■ Material for this task:
= = = = = = =

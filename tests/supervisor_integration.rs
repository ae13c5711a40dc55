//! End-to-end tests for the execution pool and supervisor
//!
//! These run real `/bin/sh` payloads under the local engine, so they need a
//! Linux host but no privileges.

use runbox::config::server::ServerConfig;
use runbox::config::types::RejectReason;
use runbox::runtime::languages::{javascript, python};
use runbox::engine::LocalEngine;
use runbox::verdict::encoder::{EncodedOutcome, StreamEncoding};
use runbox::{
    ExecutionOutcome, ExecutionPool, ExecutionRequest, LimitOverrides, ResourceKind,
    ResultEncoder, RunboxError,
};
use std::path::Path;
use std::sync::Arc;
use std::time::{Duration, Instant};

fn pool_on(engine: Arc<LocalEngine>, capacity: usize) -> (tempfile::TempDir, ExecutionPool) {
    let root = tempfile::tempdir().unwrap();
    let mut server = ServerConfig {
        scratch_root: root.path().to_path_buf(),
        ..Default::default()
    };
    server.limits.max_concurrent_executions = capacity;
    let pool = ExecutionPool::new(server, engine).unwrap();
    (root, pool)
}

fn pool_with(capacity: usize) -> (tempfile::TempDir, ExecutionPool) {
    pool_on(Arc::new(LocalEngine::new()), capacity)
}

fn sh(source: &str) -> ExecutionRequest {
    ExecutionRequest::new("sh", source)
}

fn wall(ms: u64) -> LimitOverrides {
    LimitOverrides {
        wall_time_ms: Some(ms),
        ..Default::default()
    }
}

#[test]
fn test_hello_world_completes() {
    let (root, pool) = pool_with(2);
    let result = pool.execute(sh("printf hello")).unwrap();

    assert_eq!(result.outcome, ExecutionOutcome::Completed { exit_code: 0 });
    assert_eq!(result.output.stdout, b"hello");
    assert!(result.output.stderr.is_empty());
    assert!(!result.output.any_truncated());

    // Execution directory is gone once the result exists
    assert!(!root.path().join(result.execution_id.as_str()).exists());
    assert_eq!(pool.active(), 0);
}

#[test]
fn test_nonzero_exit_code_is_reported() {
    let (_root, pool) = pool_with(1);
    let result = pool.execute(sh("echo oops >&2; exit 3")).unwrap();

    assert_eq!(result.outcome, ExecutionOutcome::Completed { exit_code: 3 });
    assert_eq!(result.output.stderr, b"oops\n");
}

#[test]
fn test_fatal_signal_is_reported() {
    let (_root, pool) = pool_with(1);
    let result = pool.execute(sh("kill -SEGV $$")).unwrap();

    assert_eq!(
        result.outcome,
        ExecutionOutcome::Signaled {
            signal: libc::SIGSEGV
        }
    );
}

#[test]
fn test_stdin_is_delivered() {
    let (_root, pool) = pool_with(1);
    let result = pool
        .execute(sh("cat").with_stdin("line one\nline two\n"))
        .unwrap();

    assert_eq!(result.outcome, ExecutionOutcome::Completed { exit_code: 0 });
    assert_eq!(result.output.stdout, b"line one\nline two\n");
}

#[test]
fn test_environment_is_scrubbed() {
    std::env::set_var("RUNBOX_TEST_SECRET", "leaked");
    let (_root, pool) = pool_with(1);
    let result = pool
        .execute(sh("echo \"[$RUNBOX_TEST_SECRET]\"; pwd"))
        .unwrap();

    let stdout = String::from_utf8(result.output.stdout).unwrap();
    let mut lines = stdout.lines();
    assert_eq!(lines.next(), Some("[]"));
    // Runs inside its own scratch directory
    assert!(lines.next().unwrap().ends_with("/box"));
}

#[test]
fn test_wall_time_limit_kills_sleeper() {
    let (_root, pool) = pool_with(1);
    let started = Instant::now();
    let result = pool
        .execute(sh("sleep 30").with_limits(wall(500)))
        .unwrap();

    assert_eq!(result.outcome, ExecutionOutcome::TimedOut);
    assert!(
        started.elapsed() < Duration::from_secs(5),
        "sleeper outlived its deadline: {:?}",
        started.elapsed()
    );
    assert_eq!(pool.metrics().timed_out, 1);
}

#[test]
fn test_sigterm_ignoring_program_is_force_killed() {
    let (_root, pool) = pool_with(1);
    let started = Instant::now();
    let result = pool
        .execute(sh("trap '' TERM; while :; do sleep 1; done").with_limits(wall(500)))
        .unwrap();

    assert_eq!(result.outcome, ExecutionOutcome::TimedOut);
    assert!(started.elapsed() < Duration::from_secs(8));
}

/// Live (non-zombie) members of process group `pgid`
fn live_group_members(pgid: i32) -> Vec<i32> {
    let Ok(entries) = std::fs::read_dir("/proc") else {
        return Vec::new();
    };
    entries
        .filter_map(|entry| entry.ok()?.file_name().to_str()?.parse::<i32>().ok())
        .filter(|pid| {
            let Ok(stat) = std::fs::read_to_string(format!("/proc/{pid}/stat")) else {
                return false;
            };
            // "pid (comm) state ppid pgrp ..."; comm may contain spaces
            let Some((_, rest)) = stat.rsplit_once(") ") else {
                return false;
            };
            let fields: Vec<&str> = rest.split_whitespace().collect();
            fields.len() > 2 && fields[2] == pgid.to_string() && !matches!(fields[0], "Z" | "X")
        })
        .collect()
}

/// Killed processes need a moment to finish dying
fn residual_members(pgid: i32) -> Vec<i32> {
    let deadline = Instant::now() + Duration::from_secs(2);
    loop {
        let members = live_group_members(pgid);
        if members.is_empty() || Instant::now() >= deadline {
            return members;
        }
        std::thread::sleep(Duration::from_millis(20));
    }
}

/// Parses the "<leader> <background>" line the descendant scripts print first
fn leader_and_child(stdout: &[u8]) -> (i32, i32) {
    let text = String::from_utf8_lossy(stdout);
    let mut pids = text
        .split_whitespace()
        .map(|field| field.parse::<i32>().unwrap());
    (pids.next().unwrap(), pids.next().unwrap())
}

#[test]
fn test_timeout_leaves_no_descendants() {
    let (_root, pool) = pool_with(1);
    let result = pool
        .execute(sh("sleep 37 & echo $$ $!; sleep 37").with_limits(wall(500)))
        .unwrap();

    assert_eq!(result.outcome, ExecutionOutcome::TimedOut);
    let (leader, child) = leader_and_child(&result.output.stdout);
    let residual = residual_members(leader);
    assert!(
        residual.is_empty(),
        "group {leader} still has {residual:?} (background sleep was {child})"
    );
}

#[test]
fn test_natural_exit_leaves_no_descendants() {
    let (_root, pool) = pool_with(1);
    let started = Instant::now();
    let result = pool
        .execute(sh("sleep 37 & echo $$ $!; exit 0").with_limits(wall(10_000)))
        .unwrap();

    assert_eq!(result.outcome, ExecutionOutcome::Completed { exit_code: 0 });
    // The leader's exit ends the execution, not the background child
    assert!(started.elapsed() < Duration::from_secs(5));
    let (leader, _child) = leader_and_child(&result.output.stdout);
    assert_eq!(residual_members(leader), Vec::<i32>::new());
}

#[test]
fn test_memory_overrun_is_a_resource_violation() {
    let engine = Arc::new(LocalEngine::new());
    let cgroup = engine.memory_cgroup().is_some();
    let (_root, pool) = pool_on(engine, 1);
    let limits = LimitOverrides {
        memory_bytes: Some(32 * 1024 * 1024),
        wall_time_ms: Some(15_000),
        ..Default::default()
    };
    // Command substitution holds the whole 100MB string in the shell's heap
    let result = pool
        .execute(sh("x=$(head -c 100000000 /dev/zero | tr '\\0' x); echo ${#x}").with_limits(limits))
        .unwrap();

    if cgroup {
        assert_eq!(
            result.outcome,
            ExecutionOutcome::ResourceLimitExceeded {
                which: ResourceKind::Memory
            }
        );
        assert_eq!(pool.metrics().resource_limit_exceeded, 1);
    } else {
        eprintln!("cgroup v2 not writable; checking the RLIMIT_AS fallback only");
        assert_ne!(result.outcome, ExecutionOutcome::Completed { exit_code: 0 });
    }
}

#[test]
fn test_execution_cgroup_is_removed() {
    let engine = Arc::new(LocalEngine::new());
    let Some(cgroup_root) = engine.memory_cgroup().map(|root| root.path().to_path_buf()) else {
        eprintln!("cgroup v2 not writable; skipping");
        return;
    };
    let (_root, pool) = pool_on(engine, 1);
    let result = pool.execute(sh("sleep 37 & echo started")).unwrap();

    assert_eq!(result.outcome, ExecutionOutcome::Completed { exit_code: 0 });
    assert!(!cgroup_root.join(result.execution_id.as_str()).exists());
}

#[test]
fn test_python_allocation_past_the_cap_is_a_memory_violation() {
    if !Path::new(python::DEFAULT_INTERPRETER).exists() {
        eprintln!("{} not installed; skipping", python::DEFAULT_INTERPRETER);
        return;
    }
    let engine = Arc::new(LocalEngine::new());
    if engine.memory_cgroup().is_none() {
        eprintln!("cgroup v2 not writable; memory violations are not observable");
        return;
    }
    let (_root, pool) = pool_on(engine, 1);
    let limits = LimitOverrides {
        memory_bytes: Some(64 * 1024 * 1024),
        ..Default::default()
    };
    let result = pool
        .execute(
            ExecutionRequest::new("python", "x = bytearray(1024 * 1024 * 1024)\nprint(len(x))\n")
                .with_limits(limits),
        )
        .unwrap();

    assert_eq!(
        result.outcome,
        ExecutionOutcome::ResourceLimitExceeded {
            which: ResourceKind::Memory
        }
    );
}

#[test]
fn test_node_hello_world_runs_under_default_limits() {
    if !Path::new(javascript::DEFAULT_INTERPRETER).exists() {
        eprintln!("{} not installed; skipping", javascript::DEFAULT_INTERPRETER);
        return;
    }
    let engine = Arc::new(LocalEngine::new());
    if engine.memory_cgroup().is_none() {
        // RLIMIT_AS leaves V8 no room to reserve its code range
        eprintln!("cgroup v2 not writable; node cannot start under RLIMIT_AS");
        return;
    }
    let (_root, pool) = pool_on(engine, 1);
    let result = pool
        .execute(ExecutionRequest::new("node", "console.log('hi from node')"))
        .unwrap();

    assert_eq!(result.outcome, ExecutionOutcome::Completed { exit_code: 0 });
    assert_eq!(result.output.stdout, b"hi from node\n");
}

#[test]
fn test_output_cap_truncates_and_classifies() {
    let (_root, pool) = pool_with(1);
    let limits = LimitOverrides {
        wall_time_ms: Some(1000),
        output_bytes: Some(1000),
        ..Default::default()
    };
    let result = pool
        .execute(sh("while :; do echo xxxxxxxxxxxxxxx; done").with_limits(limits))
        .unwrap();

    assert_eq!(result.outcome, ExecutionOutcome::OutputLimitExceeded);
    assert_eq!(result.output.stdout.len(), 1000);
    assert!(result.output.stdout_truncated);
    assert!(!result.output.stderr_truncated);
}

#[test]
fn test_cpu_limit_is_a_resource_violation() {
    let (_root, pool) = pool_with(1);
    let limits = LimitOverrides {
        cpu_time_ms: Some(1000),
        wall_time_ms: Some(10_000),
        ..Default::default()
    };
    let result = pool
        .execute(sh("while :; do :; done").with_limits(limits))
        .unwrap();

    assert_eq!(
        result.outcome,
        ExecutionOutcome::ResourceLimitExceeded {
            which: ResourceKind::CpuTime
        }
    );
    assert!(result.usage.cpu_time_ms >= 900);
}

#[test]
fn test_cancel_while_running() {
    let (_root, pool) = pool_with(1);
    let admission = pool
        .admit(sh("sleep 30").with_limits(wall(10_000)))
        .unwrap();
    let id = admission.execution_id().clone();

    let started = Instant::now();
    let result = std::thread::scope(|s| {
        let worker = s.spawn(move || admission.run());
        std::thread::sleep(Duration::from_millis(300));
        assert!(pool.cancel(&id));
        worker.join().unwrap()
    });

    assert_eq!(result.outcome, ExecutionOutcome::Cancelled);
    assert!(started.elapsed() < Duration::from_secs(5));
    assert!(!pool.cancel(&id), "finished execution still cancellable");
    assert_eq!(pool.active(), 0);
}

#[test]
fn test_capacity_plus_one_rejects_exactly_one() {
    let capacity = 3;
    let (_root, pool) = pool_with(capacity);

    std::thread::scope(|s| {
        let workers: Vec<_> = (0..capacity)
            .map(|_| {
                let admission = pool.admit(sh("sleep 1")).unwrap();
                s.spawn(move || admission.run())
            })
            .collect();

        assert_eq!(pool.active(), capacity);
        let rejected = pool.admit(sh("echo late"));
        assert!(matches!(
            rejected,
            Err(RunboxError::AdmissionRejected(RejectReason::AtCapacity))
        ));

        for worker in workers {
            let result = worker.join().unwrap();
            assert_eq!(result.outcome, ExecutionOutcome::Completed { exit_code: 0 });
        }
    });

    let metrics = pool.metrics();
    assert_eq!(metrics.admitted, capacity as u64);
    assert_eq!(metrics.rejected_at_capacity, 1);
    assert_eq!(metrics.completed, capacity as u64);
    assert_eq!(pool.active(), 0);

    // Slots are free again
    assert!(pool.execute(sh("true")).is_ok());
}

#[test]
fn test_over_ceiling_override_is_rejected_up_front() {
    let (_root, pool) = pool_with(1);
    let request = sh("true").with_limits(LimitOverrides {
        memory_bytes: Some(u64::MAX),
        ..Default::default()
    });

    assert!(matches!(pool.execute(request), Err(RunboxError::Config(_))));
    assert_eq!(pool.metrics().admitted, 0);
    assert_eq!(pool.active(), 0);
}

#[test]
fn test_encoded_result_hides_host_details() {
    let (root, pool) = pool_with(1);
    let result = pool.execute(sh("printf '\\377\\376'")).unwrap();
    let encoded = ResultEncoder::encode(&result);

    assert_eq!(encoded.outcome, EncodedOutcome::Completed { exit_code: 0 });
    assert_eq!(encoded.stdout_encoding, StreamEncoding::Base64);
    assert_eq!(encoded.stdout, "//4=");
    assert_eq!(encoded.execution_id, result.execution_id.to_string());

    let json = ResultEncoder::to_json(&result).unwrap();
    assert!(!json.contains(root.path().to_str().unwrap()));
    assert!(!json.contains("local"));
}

= = = = = = =

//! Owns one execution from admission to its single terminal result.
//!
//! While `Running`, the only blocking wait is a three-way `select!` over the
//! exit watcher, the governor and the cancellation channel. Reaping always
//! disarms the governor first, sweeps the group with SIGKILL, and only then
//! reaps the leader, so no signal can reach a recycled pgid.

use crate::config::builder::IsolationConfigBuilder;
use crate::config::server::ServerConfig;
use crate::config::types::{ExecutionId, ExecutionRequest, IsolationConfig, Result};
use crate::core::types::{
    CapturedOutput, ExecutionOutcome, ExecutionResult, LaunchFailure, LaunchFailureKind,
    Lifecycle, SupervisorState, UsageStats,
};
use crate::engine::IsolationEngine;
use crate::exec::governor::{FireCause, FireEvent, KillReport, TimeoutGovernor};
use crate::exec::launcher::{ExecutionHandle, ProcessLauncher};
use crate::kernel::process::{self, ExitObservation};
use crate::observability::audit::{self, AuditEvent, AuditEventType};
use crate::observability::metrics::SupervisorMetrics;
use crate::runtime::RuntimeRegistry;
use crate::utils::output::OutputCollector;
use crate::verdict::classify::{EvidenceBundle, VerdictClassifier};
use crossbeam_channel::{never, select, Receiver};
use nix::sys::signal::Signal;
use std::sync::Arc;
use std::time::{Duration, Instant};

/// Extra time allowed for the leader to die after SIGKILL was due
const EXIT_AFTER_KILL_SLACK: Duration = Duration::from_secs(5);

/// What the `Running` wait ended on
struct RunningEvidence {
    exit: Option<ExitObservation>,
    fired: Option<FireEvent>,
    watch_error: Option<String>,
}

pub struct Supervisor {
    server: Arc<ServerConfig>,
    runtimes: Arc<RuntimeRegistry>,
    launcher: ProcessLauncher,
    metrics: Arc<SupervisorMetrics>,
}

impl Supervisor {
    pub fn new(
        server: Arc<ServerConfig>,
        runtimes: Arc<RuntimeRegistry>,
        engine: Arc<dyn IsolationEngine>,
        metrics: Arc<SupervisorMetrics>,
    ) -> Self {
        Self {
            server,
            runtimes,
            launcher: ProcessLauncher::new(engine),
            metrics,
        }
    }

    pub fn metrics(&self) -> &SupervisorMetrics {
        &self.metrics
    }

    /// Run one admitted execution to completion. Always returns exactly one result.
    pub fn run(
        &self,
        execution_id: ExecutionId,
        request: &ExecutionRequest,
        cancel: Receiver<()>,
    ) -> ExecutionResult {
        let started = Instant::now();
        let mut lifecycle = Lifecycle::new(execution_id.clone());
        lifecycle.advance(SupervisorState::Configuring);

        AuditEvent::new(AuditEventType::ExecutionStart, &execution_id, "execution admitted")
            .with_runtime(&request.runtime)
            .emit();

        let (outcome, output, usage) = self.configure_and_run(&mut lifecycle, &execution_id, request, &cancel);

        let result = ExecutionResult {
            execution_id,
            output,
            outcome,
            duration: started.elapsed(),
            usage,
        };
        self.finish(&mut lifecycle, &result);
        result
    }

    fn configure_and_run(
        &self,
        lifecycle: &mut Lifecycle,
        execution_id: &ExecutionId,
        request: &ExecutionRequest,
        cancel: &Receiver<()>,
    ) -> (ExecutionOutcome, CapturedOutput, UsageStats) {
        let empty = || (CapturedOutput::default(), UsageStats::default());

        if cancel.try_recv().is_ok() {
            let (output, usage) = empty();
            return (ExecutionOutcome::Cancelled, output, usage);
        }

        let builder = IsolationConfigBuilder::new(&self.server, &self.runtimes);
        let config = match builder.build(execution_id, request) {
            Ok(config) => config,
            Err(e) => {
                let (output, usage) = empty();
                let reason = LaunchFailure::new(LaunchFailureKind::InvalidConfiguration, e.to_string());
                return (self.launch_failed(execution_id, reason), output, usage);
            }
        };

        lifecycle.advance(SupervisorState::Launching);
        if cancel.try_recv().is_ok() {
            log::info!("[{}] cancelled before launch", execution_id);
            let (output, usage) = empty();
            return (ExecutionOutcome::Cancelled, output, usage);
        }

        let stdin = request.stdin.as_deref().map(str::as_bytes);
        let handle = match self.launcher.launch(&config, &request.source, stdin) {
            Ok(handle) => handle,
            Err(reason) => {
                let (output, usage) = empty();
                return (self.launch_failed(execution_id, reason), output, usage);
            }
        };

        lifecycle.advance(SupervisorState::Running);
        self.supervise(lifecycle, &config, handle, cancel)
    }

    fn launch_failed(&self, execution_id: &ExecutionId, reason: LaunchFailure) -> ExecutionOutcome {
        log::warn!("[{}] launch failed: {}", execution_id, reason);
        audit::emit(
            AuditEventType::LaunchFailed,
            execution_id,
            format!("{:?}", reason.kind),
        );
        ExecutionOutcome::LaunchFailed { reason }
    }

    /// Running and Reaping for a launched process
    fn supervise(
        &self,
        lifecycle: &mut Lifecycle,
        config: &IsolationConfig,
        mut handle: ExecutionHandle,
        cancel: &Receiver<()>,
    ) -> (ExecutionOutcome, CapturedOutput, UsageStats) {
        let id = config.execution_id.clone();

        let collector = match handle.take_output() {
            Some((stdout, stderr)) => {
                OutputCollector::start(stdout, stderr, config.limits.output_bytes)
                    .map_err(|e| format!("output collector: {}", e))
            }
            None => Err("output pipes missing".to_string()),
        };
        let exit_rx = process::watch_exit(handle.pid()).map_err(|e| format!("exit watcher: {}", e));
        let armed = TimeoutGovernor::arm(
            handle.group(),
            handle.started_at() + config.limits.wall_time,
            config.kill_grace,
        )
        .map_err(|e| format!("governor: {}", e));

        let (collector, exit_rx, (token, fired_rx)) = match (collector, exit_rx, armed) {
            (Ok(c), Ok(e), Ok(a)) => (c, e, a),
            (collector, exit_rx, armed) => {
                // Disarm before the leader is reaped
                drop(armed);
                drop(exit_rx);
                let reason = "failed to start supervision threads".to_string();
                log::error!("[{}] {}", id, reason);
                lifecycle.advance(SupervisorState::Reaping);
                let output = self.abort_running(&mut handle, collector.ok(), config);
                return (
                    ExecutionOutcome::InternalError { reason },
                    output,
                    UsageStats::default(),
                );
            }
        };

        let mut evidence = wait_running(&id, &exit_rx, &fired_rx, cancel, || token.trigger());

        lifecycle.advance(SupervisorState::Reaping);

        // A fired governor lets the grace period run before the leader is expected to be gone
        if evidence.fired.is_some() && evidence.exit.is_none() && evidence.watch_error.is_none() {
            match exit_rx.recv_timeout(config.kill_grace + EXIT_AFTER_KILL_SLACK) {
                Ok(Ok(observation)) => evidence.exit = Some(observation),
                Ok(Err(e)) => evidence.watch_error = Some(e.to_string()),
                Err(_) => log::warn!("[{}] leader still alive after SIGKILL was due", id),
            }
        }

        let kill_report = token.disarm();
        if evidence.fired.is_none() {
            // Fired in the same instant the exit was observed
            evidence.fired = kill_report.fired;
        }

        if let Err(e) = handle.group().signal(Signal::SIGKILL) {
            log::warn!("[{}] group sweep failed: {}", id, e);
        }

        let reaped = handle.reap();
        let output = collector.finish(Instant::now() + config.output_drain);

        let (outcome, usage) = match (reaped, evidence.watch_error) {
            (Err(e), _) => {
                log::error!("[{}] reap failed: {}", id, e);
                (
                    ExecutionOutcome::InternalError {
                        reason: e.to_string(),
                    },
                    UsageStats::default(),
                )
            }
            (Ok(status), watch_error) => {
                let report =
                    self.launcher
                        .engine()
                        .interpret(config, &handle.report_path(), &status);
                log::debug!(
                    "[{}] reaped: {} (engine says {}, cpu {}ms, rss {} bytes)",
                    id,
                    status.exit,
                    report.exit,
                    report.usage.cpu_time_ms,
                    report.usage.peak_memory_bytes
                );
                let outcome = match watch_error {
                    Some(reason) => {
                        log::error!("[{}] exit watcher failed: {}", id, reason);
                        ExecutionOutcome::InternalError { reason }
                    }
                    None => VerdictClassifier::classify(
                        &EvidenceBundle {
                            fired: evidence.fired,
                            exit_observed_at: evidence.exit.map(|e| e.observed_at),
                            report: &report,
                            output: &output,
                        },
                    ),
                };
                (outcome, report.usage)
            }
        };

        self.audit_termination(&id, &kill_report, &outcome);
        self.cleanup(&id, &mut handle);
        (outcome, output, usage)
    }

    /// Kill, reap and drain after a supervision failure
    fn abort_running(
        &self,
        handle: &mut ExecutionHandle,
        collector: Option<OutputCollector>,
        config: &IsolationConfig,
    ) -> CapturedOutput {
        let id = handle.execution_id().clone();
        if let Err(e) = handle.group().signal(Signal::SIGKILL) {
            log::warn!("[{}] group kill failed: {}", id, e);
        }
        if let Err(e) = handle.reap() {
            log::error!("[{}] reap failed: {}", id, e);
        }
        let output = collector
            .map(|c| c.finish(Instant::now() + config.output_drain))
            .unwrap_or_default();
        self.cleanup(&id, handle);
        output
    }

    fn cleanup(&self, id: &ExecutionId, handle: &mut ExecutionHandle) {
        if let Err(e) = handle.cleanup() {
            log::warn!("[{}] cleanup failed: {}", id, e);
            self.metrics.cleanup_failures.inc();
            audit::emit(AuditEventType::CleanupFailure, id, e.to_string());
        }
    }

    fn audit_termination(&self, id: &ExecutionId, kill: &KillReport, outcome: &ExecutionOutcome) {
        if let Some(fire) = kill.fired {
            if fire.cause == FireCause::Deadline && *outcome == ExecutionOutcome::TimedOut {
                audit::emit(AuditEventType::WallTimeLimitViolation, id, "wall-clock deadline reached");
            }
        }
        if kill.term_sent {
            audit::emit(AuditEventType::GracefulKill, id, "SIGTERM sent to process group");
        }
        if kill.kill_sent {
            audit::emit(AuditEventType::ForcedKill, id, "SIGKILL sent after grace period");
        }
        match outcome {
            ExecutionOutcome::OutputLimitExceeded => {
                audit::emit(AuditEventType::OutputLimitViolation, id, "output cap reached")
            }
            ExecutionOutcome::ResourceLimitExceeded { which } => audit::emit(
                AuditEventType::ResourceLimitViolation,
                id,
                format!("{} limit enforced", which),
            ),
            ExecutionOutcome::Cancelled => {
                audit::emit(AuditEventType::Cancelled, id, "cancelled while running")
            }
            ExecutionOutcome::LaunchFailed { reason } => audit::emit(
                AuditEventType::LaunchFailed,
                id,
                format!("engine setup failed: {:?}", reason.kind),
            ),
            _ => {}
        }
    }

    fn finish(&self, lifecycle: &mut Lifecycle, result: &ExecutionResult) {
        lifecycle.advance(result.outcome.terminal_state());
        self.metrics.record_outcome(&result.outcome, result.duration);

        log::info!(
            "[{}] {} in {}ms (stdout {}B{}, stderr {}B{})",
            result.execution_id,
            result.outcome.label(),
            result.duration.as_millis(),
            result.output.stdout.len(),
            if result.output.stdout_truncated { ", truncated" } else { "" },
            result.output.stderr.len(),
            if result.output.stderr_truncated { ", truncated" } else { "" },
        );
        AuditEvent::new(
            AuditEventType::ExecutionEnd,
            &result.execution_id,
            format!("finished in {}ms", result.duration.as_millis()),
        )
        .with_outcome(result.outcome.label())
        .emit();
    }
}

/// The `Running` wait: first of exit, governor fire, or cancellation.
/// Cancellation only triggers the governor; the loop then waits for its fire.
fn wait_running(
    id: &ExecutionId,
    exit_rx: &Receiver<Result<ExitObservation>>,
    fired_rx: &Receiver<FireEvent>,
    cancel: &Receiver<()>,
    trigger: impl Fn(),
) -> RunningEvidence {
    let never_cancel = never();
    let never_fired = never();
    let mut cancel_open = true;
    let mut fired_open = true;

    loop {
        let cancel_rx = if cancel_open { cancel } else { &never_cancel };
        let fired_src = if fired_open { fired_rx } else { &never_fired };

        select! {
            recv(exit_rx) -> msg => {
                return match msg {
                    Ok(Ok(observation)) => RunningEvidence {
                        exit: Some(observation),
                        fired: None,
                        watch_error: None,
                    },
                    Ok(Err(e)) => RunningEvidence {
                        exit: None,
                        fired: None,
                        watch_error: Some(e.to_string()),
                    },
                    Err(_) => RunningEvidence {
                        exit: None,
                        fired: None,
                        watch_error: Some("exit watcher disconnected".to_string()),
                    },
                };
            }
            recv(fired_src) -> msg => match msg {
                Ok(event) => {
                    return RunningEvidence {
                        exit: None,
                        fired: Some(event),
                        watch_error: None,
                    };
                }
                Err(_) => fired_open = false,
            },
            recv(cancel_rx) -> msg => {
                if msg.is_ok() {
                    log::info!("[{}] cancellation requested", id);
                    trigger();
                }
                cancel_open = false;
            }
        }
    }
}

= = = = = = =

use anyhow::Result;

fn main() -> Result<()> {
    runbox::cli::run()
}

= = = = = = =

■ What is needed: Within the material above, extract exactly the lines that start at the line containing "fn sh(source: &str)" and stop after the line containing "assert!(!result.output.any_truncated());", and only those.

■ Response to this exercise:
fn sh(source: &str) -> ExecutionRequest {
    ExecutionRequest::new("sh", source)
}

fn wall(ms: u64) -> LimitOverrides {
    LimitOverrides {
        wall_time_ms: Some(ms),
        ..Default::default()
    }
}

#[test]
fn test_hello_world_completes() {
    let (root, pool) = pool_with(2);
    let result = pool.execute(sh("printf hello")).unwrap();

    assert_eq!(result.outcome, ExecutionOutcome::Completed { exit_code: 0 });
    assert_eq!(result.output.stdout, b"hello");
    assert!(result.output.stderr.is_empty());
    assert!(!result.output.any_truncated());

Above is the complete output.